En lo alto de los llanos de Rancho Viejo, se escucha el eco tremendo de los árboles silbando al compás del viento frío. Es un sonido que envuelve, potente, como una advertencia sonora. Un sonido que jamás se escucharía en una ciudad. Cuando te acostumbras a él, entonces hasta puedes encontrarlo poético.

Ese poema sonoro hablaría de la desolación. Entre nopales, plantas espinosas y caminos empinadísimos de piedra, se encuentra un área cavernosa con lo que serían unas difusas pinturas rupestres que forman parte del atractivo turístico de Rancho Viejo y de su municipio cabecera: Libres, Puebla.

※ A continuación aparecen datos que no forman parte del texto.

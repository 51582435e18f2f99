//! In-process board double.
//!
//! Speaks the real wire protocol over a [`Remote`], backed by a 32-slot
//! breakpoint table, byte-addressed memory, and scripted status and
//! terminal queues. Runs on its own thread until the host's link drops,
//! then hands its final state back for inspection.

use std::collections::{HashMap, VecDeque};
use std::thread::{self, JoinHandle};

use jetty::link::Remote;

/// Bytes in one breakpoint slot record (misc + addresses + data).
const RECORD: usize = 26;

/// Scripted board double.
pub struct Emulator {
    /// Far side of the host's link.
    remote: Remote,
    /// Request bytes not yet consumed.
    buf: VecDeque<u8>,
    /// Scripted status bytes, one per probe (empty repeats the last).
    pub status: VecDeque<u8>,
    /// Most recently replayed status byte.
    latest: u8,
    /// When set, probe replies are truncated after the status byte.
    pub truncate_probe: bool,
    /// Register file, as read back by the host.
    pub regs: [u32; 16],
    /// Byte-addressed memory image.
    pub memory: HashMap<u32, u8>,
    /// Scripted terminal output chunks.
    pub output: VecDeque<Vec<u8>>,
    /// Terminal input received from the host.
    pub input: Vec<u8>,
    /// Breakpoint bitmaps.
    pub active: u32,
    pub defined: u32,
    /// Raw slot records.
    pub slots: [[u8; RECORD]; 32],
    /// Opcodes executed, in order.
    pub log: Vec<u8>,
}

impl Emulator {
    /// Constructs an idle board behind the given remote.
    pub fn new(remote: Remote) -> Self {
        Self {
            remote,
            buf: VecDeque::new(),
            status: VecDeque::new(),
            latest: 0x00,
            truncate_probe: false,
            regs: [0; 16],
            memory: HashMap::new(),
            output: VecDeque::new(),
            input: Vec::new(),
            active: 0,
            defined: u32::MAX,
            slots: [[0; RECORD]; 32],
            log: Vec::new(),
        }
    }

    /// Runs the board until the host hangs up, returning its final state.
    pub fn spawn(mut self) -> JoinHandle<Self> {
        thread::spawn(move || {
            while let Some(op) = self.byte() {
                self.exec(op);
            }
            self
        })
    }

    /// Executes one request.
    fn exec(&mut self, op: u8) {
        self.log.push(op);
        match op {
            // START: consume the step count
            0xB0 => {
                self.word(4);
            }
            // WOT_U_DO: status byte plus step counters
            0x20 => {
                let status = self.status.pop_front().unwrap_or(self.latest);
                self.latest = status;
                self.send(&[status]);
                if !self.truncate_probe {
                    self.send(&0u32.to_le_bytes());
                    self.send(&0u32.to_le_bytes());
                }
            }
            // STOP, CONTINUE, RESET: fire and forget
            0x21 | 0x23 | 0x04 => {}
            // FR_WRITE: record the payload, acknowledge
            0x12 => {
                let _terminal = self.byte().unwrap();
                let length = self.byte().unwrap();
                let chunk = self.take(length.into());
                self.input.extend_from_slice(&chunk);
                self.send(&[0]);
            }
            // FR_READ: replay the next scripted chunk
            0x13 => {
                let _terminal = self.byte().unwrap();
                let max = self.byte().unwrap();
                let chunk = self.output.pop_front().unwrap_or_default();
                assert!(chunk.len() <= max.into(), "scripted chunk too long");
                self.send(&[u8::try_from(chunk.len()).unwrap()]);
                self.send(&chunk);
            }
            // BP_WRITE: store the record, mark the slot live
            0x30 => {
                let slot = usize::from(self.byte().unwrap());
                let record = self.take(RECORD);
                self.slots[slot].copy_from_slice(&record);
                self.active |= 1 << slot;
            }
            // BP_READ: replay a record
            0x31 => {
                let slot = usize::from(self.byte().unwrap());
                let record = self.slots[slot];
                self.send(&record);
            }
            // BP_SET: clear then toggle the active bitmap
            0x32 => {
                let clear = self.word(4);
                let toggle = self.word(4);
                self.active = (self.active & !clear) ^ toggle;
            }
            // BP_GET: replay the bitmaps
            0x33 => {
                self.send(&self.active.to_le_bytes());
                self.send(&self.defined.to_le_bytes());
            }
            // GET_REG: replay the register file
            0x5A => {
                let _offset = self.word(4);
                let count = self.word(2);
                assert_eq!(count, 16);
                for reg in self.regs {
                    self.send(&reg.to_le_bytes());
                }
            }
            // GET_MEM: replay memory words (absent bytes read zero)
            0x4A => {
                let addr = self.word(4);
                let count = self.word(2);
                let bytes: Vec<u8> = (0..count * 4)
                    .map(|at| {
                        self.memory
                            .get(&addr.wrapping_add(at))
                            .copied()
                            .unwrap_or_default()
                    })
                    .collect();
                self.send(&bytes);
            }
            // SET_MEM: store elements of the encoded width
            op if op & 0xFC == 0x40 => {
                let size = [1, 2, 4, 8][usize::from(op & 0x03)];
                let addr = self.word(4);
                let count = self.word(2);
                let payload = self.take(count as usize * size);
                for (at, byte) in payload.into_iter().enumerate() {
                    self.memory.insert(addr.wrapping_add(at as u32), byte);
                }
            }
            op => panic!("unknown opcode: {op:#04x}"),
        }
    }

    /// Receives one request byte, or `None` once the host hangs up.
    fn byte(&mut self) -> Option<u8> {
        loop {
            if let Some(byte) = self.buf.pop_front() {
                return Some(byte);
            }
            self.buf.extend(self.remote.rx.recv().ok()?);
        }
    }

    /// Receives an exact run of request bytes.
    fn take(&mut self, count: usize) -> Vec<u8> {
        (0..count).map(|_| self.byte().unwrap()).collect()
    }

    /// Receives a little-endian request word.
    fn word(&mut self, count: usize) -> u32 {
        self.take(count)
            .into_iter()
            .rev()
            .fold(0, |word, byte| word << 8 | u32::from(byte))
    }

    /// Sends reply bytes (dropped once the host hangs up).
    ///
    /// Empty runs are skipped; the host reads a zero-length chunk as
    /// end-of-stream.
    fn send(&mut self, bytes: &[u8]) {
        if bytes.is_empty() {
            return;
        }
        let _ = self.remote.tx.send(bytes.to_vec());
    }
}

Se trata de un destino turístico conocido por los habitantes de Rancho Viejo, Libres y otras comunidades cercanas, que incluso se menciona en algunas páginas de internet. Pero la autenticidad de las supuestas pinturas rupestres es, hasta ahora, imposible de confirmar. La opinión de los lugareños al respecto está dividida. Hay quienes dicen, ya sea con seriedad o a modo de burla, que una de esas pinturas representa un dinosaurio.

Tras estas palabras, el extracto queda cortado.